Department of Mathematics, Simon Fraser University, Burnaby, Canada.
Department of Mathematics, Simon Fraser University, Burnaby, Canada.
Infect Genet Evol. 2023 Sep;113:105484. doi: 10.1016/j.meegid.2023.105484. Epub 2023 Jul 31.
Clustering pathogen sequence data is a common practice in epidemiology to gain insights into the genetic diversity and evolutionary relationships among pathogens. We can find groups of cases with a shared transmission history and common origin, as well as identifying transmission hotspots. Motivated by the experience of clustering SARS-CoV-2 cases using whole genome sequence data during the COVID-19 pandemic to aid with public health investigation, we investigated how differences in epidemiology and sampling can influence the composition of clusters that are identified.

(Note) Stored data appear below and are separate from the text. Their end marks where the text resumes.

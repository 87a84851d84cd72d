//! Memory Access Types.
//!
//! This module defines the classification of memory accesses that reach the MMU-fault
//! bridge. The page-table walker uses it to pick the right permission bit and, on
//! failure, the right fault cause (instruction, load, or store/AMO).

use crate::isa::privileged::cause::Exception;

/// Type of memory access that missed in the translation cache.
#[derive(Clone, Copy, Debug, PartialEq, Eq, Hash)]
pub enum AccessType {
    /// Instruction fetch access. Requires Execute (X) permission.
    Fetch,

    /// Data read access. Requires Read (R) permission (or X with `MXR`).
    Read,

    /// Data write or AMO access. Requires Write (W) permission.
    Write,
}

impl AccessType {
    /// Decodes the translation-cache access code: 0 = load, 1 = store, 2 = fetch.
    ///
    /// Any other code is treated as a load.
    pub const fn from_code(code: u32) -> Self {
        match code {
            1 => Self::Write,
            2 => Self::Fetch,
            _ => Self::Read,
        }
    }

    /// Returns `true` for stores and AMOs.
    pub const fn is_write(self) -> bool {
        matches!(self, Self::Write)
    }

    /// Returns the access-fault exception matching this access kind.
    pub const fn access_fault(self) -> Exception {
        match self {
            Self::Fetch => Exception::InstructionAccessFault,
            Self::Read => Exception::LoadAccessFault,
            Self::Write => Exception::StoreAccessFault,
        }
    }

    /// Returns the page-fault exception matching this access kind.
    pub const fn page_fault(self) -> Exception {
        match self {
            Self::Fetch => Exception::InstructionPageFault,
            Self::Read => Exception::LoadPageFault,
            Self::Write => Exception::StorePageFault,
        }
    }
}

We performed genomic clustering on simulated SARS-CoV-2 outbreaks produced with different transmission rates and levels of genomic diversity, along with varying the proportion of cases sampled.

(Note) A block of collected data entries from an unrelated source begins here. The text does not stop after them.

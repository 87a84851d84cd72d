//! Control and Status Register (CSR) definitions and storage.
//!
//! This module defines the CSR vocabulary of a privileged-1.9 era hart. It provides:
//! 1. **Address Definitions:** Constants for the user, supervisor, machine, and debug CSRs.
//! 2. **Address Decoding:** Minimum privilege and read-only attributes encoded in the number.
//! 3. **Field Masks:** Bitmasks for status, ISA, interrupt, and floating-point fields.
//! 4. **Register Storage:** The `Csrs` struct holding the architectural state that is not
//!    shared with devices or derived from counters.

use crate::config::Xlen;
use crate::isa::privileged::cause::interrupt;

/// A 12-bit CSR number.
pub type CsrAddr = u16;

/// Floating-point accrued exception flags CSR address.
pub const FFLAGS: CsrAddr = 0x001;

/// Floating-point dynamic rounding mode CSR address.
pub const FRM: CsrAddr = 0x002;

/// Floating-point control and status register CSR address.
pub const FCSR: CsrAddr = 0x003;

/// Supervisor status register CSR address.
pub const SSTATUS: CsrAddr = 0x100;

/// Supervisor interrupt enable register CSR address.
pub const SIE: CsrAddr = 0x104;

/// Supervisor trap vector base address register CSR address.
pub const STVEC: CsrAddr = 0x105;

/// Supervisor scratch register CSR address.
pub const SSCRATCH: CsrAddr = 0x140;

/// Supervisor exception program counter CSR address.
pub const SEPC: CsrAddr = 0x141;

/// Supervisor cause register CSR address.
pub const SCAUSE: CsrAddr = 0x142;

/// Supervisor bad address register CSR address.
pub const SBADADDR: CsrAddr = 0x143;

/// Supervisor interrupt pending register CSR address.
pub const SIP: CsrAddr = 0x144;

/// Supervisor page-table base register CSR address.
pub const SPTBR: CsrAddr = 0x180;

/// Machine status register CSR address.
pub const MSTATUS: CsrAddr = 0x300;

/// Machine ISA register CSR address.
pub const MISA: CsrAddr = 0x301;

/// Machine exception delegation register CSR address.
pub const MEDELEG: CsrAddr = 0x302;

/// Machine interrupt delegation register CSR address.
pub const MIDELEG: CsrAddr = 0x303;

/// Machine interrupt enable register CSR address.
pub const MIE: CsrAddr = 0x304;

/// Machine trap vector base address register CSR address.
pub const MTVEC: CsrAddr = 0x305;

/// User-mode counter enable register CSR address.
pub const MUCOUNTEREN: CsrAddr = 0x320;

/// Supervisor-mode counter enable register CSR address.
pub const MSCOUNTEREN: CsrAddr = 0x321;

/// First machine performance-monitoring event selector.
pub const MHPMEVENT3: CsrAddr = 0x323;

/// Last machine performance-monitoring event selector.
pub const MHPMEVENT31: CsrAddr = 0x33F;

/// Machine scratch register CSR address.
pub const MSCRATCH: CsrAddr = 0x340;

/// Machine exception program counter CSR address.
pub const MEPC: CsrAddr = 0x341;

/// Machine cause register CSR address.
pub const MCAUSE: CsrAddr = 0x342;

/// Machine bad address register CSR address.
pub const MBADADDR: CsrAddr = 0x343;

/// Machine interrupt pending register CSR address.
pub const MIP: CsrAddr = 0x344;

/// Debug trigger select register CSR address.
pub const TSELECT: CsrAddr = 0x7A0;

/// Debug trigger data 1 register CSR address.
pub const TDATA1: CsrAddr = 0x7A1;

/// Debug trigger data 2 register CSR address.
pub const TDATA2: CsrAddr = 0x7A2;

/// Debug trigger data 3 register CSR address.
pub const TDATA3: CsrAddr = 0x7A3;

/// Debug control and status register CSR address.
pub const DCSR: CsrAddr = 0x7B0;

/// Machine cycle counter CSR address.
pub const MCYCLE: CsrAddr = 0xB00;

/// Machine instructions-retired counter CSR address.
pub const MINSTRET: CsrAddr = 0xB02;

/// First machine performance-monitoring counter.
pub const MHPMCOUNTER3: CsrAddr = 0xB03;

/// Last machine performance-monitoring counter.
pub const MHPMCOUNTER31: CsrAddr = 0xB1F;

/// Upper 32 bits of `mcycle` (RV32 only).
pub const MCYCLEH: CsrAddr = 0xB80;

/// Upper 32 bits of `minstret` (RV32 only).
pub const MINSTRETH: CsrAddr = 0xB82;

/// Upper half of the first machine performance-monitoring counter (RV32 only).
pub const MHPMCOUNTER3H: CsrAddr = 0xB83;

/// Upper half of the last machine performance-monitoring counter (RV32 only).
pub const MHPMCOUNTER31H: CsrAddr = 0xB9F;

/// Cycle counter CSR address (read-only shadow of `mcycle`).
pub const CYCLE: CsrAddr = 0xC00;

/// Wall-clock timer CSR address.
pub const TIME: CsrAddr = 0xC01;

/// Instructions-retired counter CSR address (read-only shadow of `minstret`).
pub const INSTRET: CsrAddr = 0xC02;

/// First user performance-monitoring counter.
pub const HPMCOUNTER3: CsrAddr = 0xC03;

/// Last user performance-monitoring counter.
pub const HPMCOUNTER31: CsrAddr = 0xC1F;

/// Upper 32 bits of `cycle` (RV32 only).
pub const CYCLEH: CsrAddr = 0xC80;

/// Upper 32 bits of `time` (RV32 only).
pub const TIMEH: CsrAddr = 0xC81;

/// Upper 32 bits of `instret` (RV32 only).
pub const INSTRETH: CsrAddr = 0xC82;

/// Upper half of the first user performance-monitoring counter (RV32 only).
pub const HPMCOUNTER3H: CsrAddr = 0xC83;

/// Upper half of the last user performance-monitoring counter (RV32 only).
pub const HPMCOUNTER31H: CsrAddr = 0xC9F;

/// Machine vendor ID CSR address.
pub const MVENDORID: CsrAddr = 0xF11;

/// Machine architecture ID CSR address.
pub const MARCHID: CsrAddr = 0xF12;

/// Machine implementation ID CSR address.
pub const MIMPID: CsrAddr = 0xF13;

/// Machine hardware thread ID CSR address.
pub const MHARTID: CsrAddr = 0xF14;

/// Access attributes encoded in a CSR number.
///
/// Bits \[9:8\] hold the lowest privilege level allowed to touch the register and
/// bits \[11:10\] equal to `0b11` mark it read-only.
#[derive(Clone, Copy, Debug, PartialEq, Eq)]
pub struct CsrAccess {
    /// Minimum raw privilege level (0 = U, 1 = S, 2 = H, 3 = M).
    pub min_privilege: u8,
    /// Any write traps as an illegal instruction.
    pub read_only: bool,
}

impl CsrAccess {
    /// Decodes the access attributes of `csr`.
    pub const fn decode(csr: CsrAddr) -> Self {
        Self {
            min_privilege: ((csr >> 8) & 0b11) as u8,
            read_only: (csr >> 10) & 0b11 == 0b11,
        }
    }
}

/// User interrupt enable.
pub const MSTATUS_UIE: u64 = 1 << 0;
/// Supervisor interrupt enable.
pub const MSTATUS_SIE: u64 = 1 << 1;
/// Hypervisor interrupt enable (legacy).
pub const MSTATUS_HIE: u64 = 1 << 2;
/// Machine interrupt enable.
pub const MSTATUS_MIE: u64 = 1 << 3;
/// User previous interrupt enable.
pub const MSTATUS_UPIE: u64 = 1 << 4;
/// Supervisor previous interrupt enable.
pub const MSTATUS_SPIE: u64 = 1 << 5;
/// Hypervisor previous interrupt enable (legacy).
pub const MSTATUS_HPIE: u64 = 1 << 6;
/// Machine previous interrupt enable.
pub const MSTATUS_MPIE: u64 = 1 << 7;
/// Supervisor previous privilege.
pub const MSTATUS_SPP: u64 = 1 << 8;
/// Hypervisor previous privilege (legacy).
pub const MSTATUS_HPP: u64 = 0b11 << 9;
/// Machine previous privilege.
pub const MSTATUS_MPP: u64 = 0b11 << 11;
/// Floating-point unit state.
pub const MSTATUS_FS: u64 = 0b11 << 13;
/// Extension state.
pub const MSTATUS_XS: u64 = 0b11 << 15;
/// Modify privilege for loads and stores.
pub const MSTATUS_MPRV: u64 = 1 << 17;
/// Protect user memory from supervisor access.
pub const MSTATUS_PUM: u64 = 1 << 18;
/// Make executable pages readable.
pub const MSTATUS_MXR: u64 = 1 << 19;
/// Virtual memory scheme selector.
pub const MSTATUS_VM: u64 = 0x1F << 24;
/// Dirty-state summary on RV32.
pub const MSTATUS32_SD: u64 = 1 << 31;
/// Dirty-state summary on RV64.
pub const MSTATUS64_SD: u64 = 1 << 63;

/// `mstatus` bits a CSR write may change, before the `VM` field is considered.
pub const MSTATUS_WRITABLE: u64 = MSTATUS_SIE
    | MSTATUS_SPIE
    | MSTATUS_MIE
    | MSTATUS_MPIE
    | MSTATUS_SPP
    | MSTATUS_FS
    | MSTATUS_MPRV
    | MSTATUS_PUM
    | MSTATUS_MPP
    | MSTATUS_MXR;

/// `mstatus` fields whose change invalidates cached translations.
pub const MSTATUS_TRANSLATION_FIELDS: u64 =
    MSTATUS_VM | MSTATUS_MPP | MSTATUS_MPRV | MSTATUS_PUM | MSTATUS_MXR;

/// The view of `mstatus` visible through `sstatus` (`SD` is computed separately).
pub const SSTATUS_MASK: u64 =
    MSTATUS_SIE | MSTATUS_SPIE | MSTATUS_SPP | MSTATUS_FS | MSTATUS_XS | MSTATUS_PUM;

/// Value of a two-bit `FS`/`XS` field meaning "dirty".
pub const EXT_STATUS_DIRTY: u64 = 0b11;

/// Returns the `SD` bit position for the given register width.
pub const fn mstatus_sd(xlen: Xlen) -> u64 {
    match xlen {
        Xlen::Rv32 => MSTATUS32_SD,
        Xlen::Rv64 => MSTATUS64_SD,
    }
}

/// `mstatus.VM` value: no translation.
pub const VM_MBARE: u64 = 0;
/// `mstatus.VM` value: single base-and-bound (not supported).
pub const VM_MBB: u64 = 1;
/// `mstatus.VM` value: separate instruction and data base-and-bound (not supported).
pub const VM_MBBID: u64 = 2;
/// `mstatus.VM` value: Sv32 paging.
pub const VM_SV32: u64 = 8;
/// `mstatus.VM` value: Sv39 paging.
pub const VM_SV39: u64 = 9;
/// `mstatus.VM` value: Sv48 paging.
pub const VM_SV48: u64 = 10;

/// Returns `true` for the translation schemes the walker implements.
pub const fn is_supported_vm(vm: u64) -> bool {
    matches!(vm, VM_MBARE | VM_SV32 | VM_SV39 | VM_SV48)
}

/// User software interrupt pending.
pub const MIP_USIP: u64 = 1 << interrupt::USER_SOFTWARE;
/// Supervisor software interrupt pending.
pub const MIP_SSIP: u64 = 1 << interrupt::SUPERVISOR_SOFTWARE;
/// Hypervisor software interrupt pending (legacy).
pub const MIP_HSIP: u64 = 1 << interrupt::HYPERVISOR_SOFTWARE;
/// Machine software interrupt pending.
pub const MIP_MSIP: u64 = 1 << interrupt::MACHINE_SOFTWARE;
/// User timer interrupt pending.
pub const MIP_UTIP: u64 = 1 << interrupt::USER_TIMER;
/// Supervisor timer interrupt pending.
pub const MIP_STIP: u64 = 1 << interrupt::SUPERVISOR_TIMER;
/// Hypervisor timer interrupt pending (legacy).
pub const MIP_HTIP: u64 = 1 << interrupt::HYPERVISOR_TIMER;
/// Machine timer interrupt pending.
pub const MIP_MTIP: u64 = 1 << interrupt::MACHINE_TIMER;
/// User external interrupt pending.
pub const MIP_UEIP: u64 = 1 << interrupt::USER_EXTERNAL;
/// Supervisor external interrupt pending.
pub const MIP_SEIP: u64 = 1 << interrupt::SUPERVISOR_EXTERNAL;
/// Hypervisor external interrupt pending (legacy).
pub const MIP_HEIP: u64 = 1 << interrupt::HYPERVISOR_EXTERNAL;
/// Machine external interrupt pending.
pub const MIP_MEIP: u64 = 1 << interrupt::MACHINE_EXTERNAL;
/// Coprocessor interrupt pending.
pub const MIP_COP: u64 = 1 << interrupt::COPROCESSOR;

/// Interrupts machine mode may delegate to supervisor mode.
pub const DELEGABLE_INTERRUPTS: u64 = MIP_SSIP | MIP_STIP | MIP_SEIP | MIP_COP;

/// Every interrupt an `mie` write may enable.
pub const ALL_INTERRUPTS: u64 = DELEGABLE_INTERRUPTS | MIP_MSIP | MIP_MTIP | MIP_MEIP;

/// `mip` bits software may change; the rest belong to devices.
pub const MIP_WRITABLE: u64 = MIP_SSIP | MIP_STIP;

/// Exception causes 0 through 11 may be delegated.
pub const MEDELEG_WRITABLE: u64 = (1 << 12) - 1;

/// Accrued exception flags within `fcsr`.
pub const FSR_AEXC: u64 = 0x1F;
/// Rounding mode within `fcsr`.
pub const FSR_RD: u64 = 0x7 << 5;
/// Width mask of `fflags`.
pub const FFLAGS_MASK: u64 = 0x1F;
/// Width mask of `frm`.
pub const FRM_MASK: u64 = 0x7;

/// Returns the `misa` bit for an extension letter (`b'A'..=b'Z'`).
pub const fn misa_ext(letter: u8) -> u64 {
    1 << (letter - b'A')
}

/// Atomic extension.
pub const MISA_EXT_A: u64 = misa_ext(b'A');
/// Compressed extension.
pub const MISA_EXT_C: u64 = misa_ext(b'C');
/// Double-precision floating point.
pub const MISA_EXT_D: u64 = misa_ext(b'D');
/// Single-precision floating point.
pub const MISA_EXT_F: u64 = misa_ext(b'F');
/// Base integer ISA.
pub const MISA_EXT_I: u64 = misa_ext(b'I');
/// Integer multiply and divide.
pub const MISA_EXT_M: u64 = misa_ext(b'M');
/// Supervisor mode.
pub const MISA_EXT_S: u64 = misa_ext(b'S');
/// User mode.
pub const MISA_EXT_U: u64 = misa_ext(b'U');

/// Extensions software may toggle in `misa`; further limited by the hart's maximum ISA.
pub const MISA_WRITABLE: u64 = MISA_EXT_M | MISA_EXT_A | MISA_EXT_F | MISA_EXT_D | MISA_EXT_C;

/// Returns the `misa.MXL` bits for the given register width.
pub const fn misa_mxl(xlen: Xlen) -> u64 {
    match xlen {
        Xlen::Rv32 => 1 << 30,
        Xlen::Rv64 => 2 << 62,
    }
}

/// Architectural CSR storage.
///
/// `mip` is absent because devices share it (see [`super::interrupt::PendingInterrupts`]),
/// and the counters live in [`super::counter::Counters`]. Fields are plain storage; every
/// masking and side effect is applied by the CPU's CSR write path.
#[derive(Clone, Debug, Default, PartialEq, Eq)]
pub struct Csrs {
    /// Machine status register.
    pub mstatus: u64,
    /// Machine ISA register.
    pub misa: u64,
    /// Machine exception delegation.
    pub medeleg: u64,
    /// Machine interrupt delegation.
    pub mideleg: u64,
    /// Machine interrupt enable.
    pub mie: u64,
    /// Machine trap vector base address.
    pub mtvec: u64,
    /// Machine scratch register.
    pub mscratch: u64,
    /// Machine exception program counter.
    pub mepc: u64,
    /// Machine trap cause.
    pub mcause: u64,
    /// Machine bad address.
    pub mbadaddr: u64,
    /// Supervisor trap vector base address.
    pub stvec: u64,
    /// Supervisor scratch register.
    pub sscratch: u64,
    /// Supervisor exception program counter.
    pub sepc: u64,
    /// Supervisor trap cause.
    pub scause: u64,
    /// Supervisor bad address.
    pub sbadaddr: u64,
    /// Supervisor page-table base (physical page number).
    pub sptbr: u64,
    /// Counters readable from user mode, one bit per counter.
    pub mucounteren: u64,
    /// Counters readable from supervisor mode, one bit per counter.
    pub mscounteren: u64,
    /// Floating-point accrued exception flags.
    pub fflags: u64,
    /// Floating-point rounding mode.
    pub frm: u64,
}

impl Csrs {
    /// Creates reset-state storage with `misa` set to `misa`.
    pub fn new(misa: u64) -> Self {
        Self {
            misa,
            ..Self::default()
        }
    }
}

In single outbreaks with a low transmission rate, decreasing the sampling fraction resulted in multiple, separate clusters being identified where intermediate cases in transmission chains are missed. Outbreaks simulated with a high transmission rate were more robust to changes in the sampling fraction and largely resulted in a single cluster that included all sampled outbreak cases. When considering multiple outbreaks in a sampled jurisdiction seeded by different introductions, low genomic diversity between introduced cases caused outbreaks to be merged into large clusters. If the transmission and sampling fraction, and diversity between introductions was low, a combination of the spurious break-up of outbreaks and the linking of closely related cases in different outbreaks resulted in clusters that may appear informative, but these did not reflect the true underlying population structure. Conversely, genomic clusters matched the true population structure when there was relatively high diversity between introductions and a high transmission rate.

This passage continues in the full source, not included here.